Line by line, please look for the word "Python" in the following records, then copy each line you find it in.

#### Listed records:
*** Begin section ***

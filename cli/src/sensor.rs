use serde::Serialize;
use std::fmt;
use std::path::{Path, PathBuf};
use walkdir::WalkDir;

/// Language ecosystems the sensor and installers know about.
#[derive(Debug, Clone, Copy, PartialEq, Eq, Hash, Serialize)]
#[serde(rename_all = "lowercase")]
pub enum Ecosystem {
    Python,
    Node,
}

impl Ecosystem {
    pub const ALL: [Ecosystem; 2] = [Ecosystem::Python, Ecosystem::Node];

    /// File extensions that suggest a tree belongs to this ecosystem.
    pub fn marker_extensions(&self) -> &'static [&'static str] {
        match self {
            Self::Python => &["py"],
            Self::Node => &["js", "mjs", "cjs", "ts"],
        }
    }

    /// The dependency manifest an installer for this ecosystem consumes.
    pub fn manifest_name(&self) -> &'static str {
        match self {
            Self::Python => "requirements.txt",
            Self::Node => "package.json",
        }
    }

    fn matches(&self, path: &Path) -> bool {
        path.extension()
            .and_then(|ext| ext.to_str())
            .is_some_and(|ext| self.marker_extensions().contains(&ext))
    }
}

impl fmt::Display for Ecosystem {
    fn fmt(&self, f: &mut fmt::Formatter<'_>) -> fmt::Result {
        match self {
            Self::Python => write!(f, "Python"),
            Self::Node => write!(f, "Node"),
        }
    }
}

/// Coarse, best-effort guess at what kind of project a tree holds.
#[derive(Debug, Clone, Default, PartialEq, Eq)]
pub struct EnvironmentClassification {
    pub detected: Vec<Ecosystem>,
}

impl EnvironmentClassification {
    pub fn is_detected(&self, ecosystem: Ecosystem) -> bool {
        self.detected.contains(&ecosystem)
    }
}

/// Walks `root` and reports which ecosystems have at least one marker file.
/// Unreadable entries are skipped; a missing or empty tree detects nothing.
pub fn sense_environment(root: &Path, ecosystems: &[Ecosystem]) -> EnvironmentClassification {
    let mut detected = Vec::new();

    for entry in WalkDir::new(root).into_iter().filter_map(Result::ok) {
        if !entry.file_type().is_file() {
            continue;
        }
        for ecosystem in ecosystems {
            if !detected.contains(ecosystem) && ecosystem.matches(entry.path()) {
                log::debug!("{} marker found: {}", ecosystem, entry.path().display());
                detected.push(*ecosystem);
            }
        }
        if detected.len() == ecosystems.len() {
            break;
        }
    }

    // Keep the caller's ordering regardless of which marker turned up first.
    detected.sort_by_key(|found| ecosystems.iter().position(|e| e == found));
    EnvironmentClassification { detected }
}

/// First file named `file_name` under `root`, walking top-down. Within a
/// directory its own files are checked before any subdirectory, so the
/// shallowest match wins.
pub fn find_file(root: &Path, file_name: &str) -> Option<PathBuf> {
    WalkDir::new(root)
        .sort_by(|a, b| {
            a.file_type()
                .is_dir()
                .cmp(&b.file_type().is_dir())
                .then_with(|| a.file_name().cmp(b.file_name()))
        })
        .into_iter()
        .filter_map(Result::ok)
        .find(|entry| entry.file_type().is_file() && entry.file_name() == file_name)
        .map(|entry| entry.into_path())
}
use crate::error::FetchError;
use crate::events::{EventSink, PipelineEvent};
use crate::repo::{BRANCH_CANDIDATES, RepoRef};
use std::time::Duration;

pub const DEFAULT_GITHUB_URL: &str = "https://github.com";

const USER_AGENT: &str = concat!("gitdown/", env!("CARGO_PKG_VERSION"));

/// A branch that answered with a success status, together with the open
/// response so the archive can be streamed without a second request.
pub struct ResolvedBranch {
    pub branch: String,
    pub url: String,
    pub response: reqwest::Response,
}

/// Thin HTTP client for GitHub's branch archive endpoint.
pub struct GithubClient {
    client: reqwest::Client,
    base_url: String,
}

impl GithubClient {
    pub fn new(base_url: &str, timeout: Option<Duration>) -> Result<Self, FetchError> {
        let mut builder = reqwest::Client::builder().user_agent(USER_AGENT);
        if let Some(timeout) = timeout {
            builder = builder.timeout(timeout);
        }
        let client = builder.build().map_err(|source| FetchError::Transport {
            url: base_url.to_string(),
            source,
        })?;

        Ok(Self {
            client,
            base_url: base_url.trim_end_matches('/').to_string(),
        })
    }

    /// Requests each branch candidate in order and returns the first that exists.
    ///
    /// A non-success status moves on to the next candidate. A transport failure
    /// (DNS, refused connection, timeout) is fatal and stops the probe at once.
    pub async fn resolve_branch(
        &self,
        repo: &RepoRef,
        sink: &dyn EventSink,
    ) -> Result<ResolvedBranch, FetchError> {
        let mut tried = Vec::new();

        for branch in BRANCH_CANDIDATES {
            let url = repo.archive_url(&self.base_url, branch);
            log::debug!("probing {}", url);
            tried.push(branch.to_string());

            let response = self
                .client
                .get(&url)
                .send()
                .await
                .map_err(|source| FetchError::Transport {
                    url: url.clone(),
                    source,
                })?;

            let status = response.status();
            if status.is_success() {
                log::debug!("branch {} resolved with {}", branch, status);
                sink.emit(PipelineEvent::BranchResolved {
                    branch: branch.to_string(),
                    url: url.clone(),
                });
                return Ok(ResolvedBranch {
                    branch: branch.to_string(),
                    url,
                    response,
                });
            }

            log::debug!("branch {} not available: {}", branch, status);
            sink.emit(PipelineEvent::BranchMissing {
                branch: branch.to_string(),
                status: status.as_u16(),
            });
        }

        Err(FetchError::BranchNotFound {
            owner: repo.owner().to_string(),
            repo: repo.name().to_string(),
            tried,
        })
    }
}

*** End section ***

#### Solution for this task:
    Python,
    pub const ALL: [Ecosystem; 2] = [Ecosystem::Python, Ecosystem::Node];
            Self::Python => &["py"],
            Self::Python => "requirements.txt",
            Self::Python => write!(f, "Python"),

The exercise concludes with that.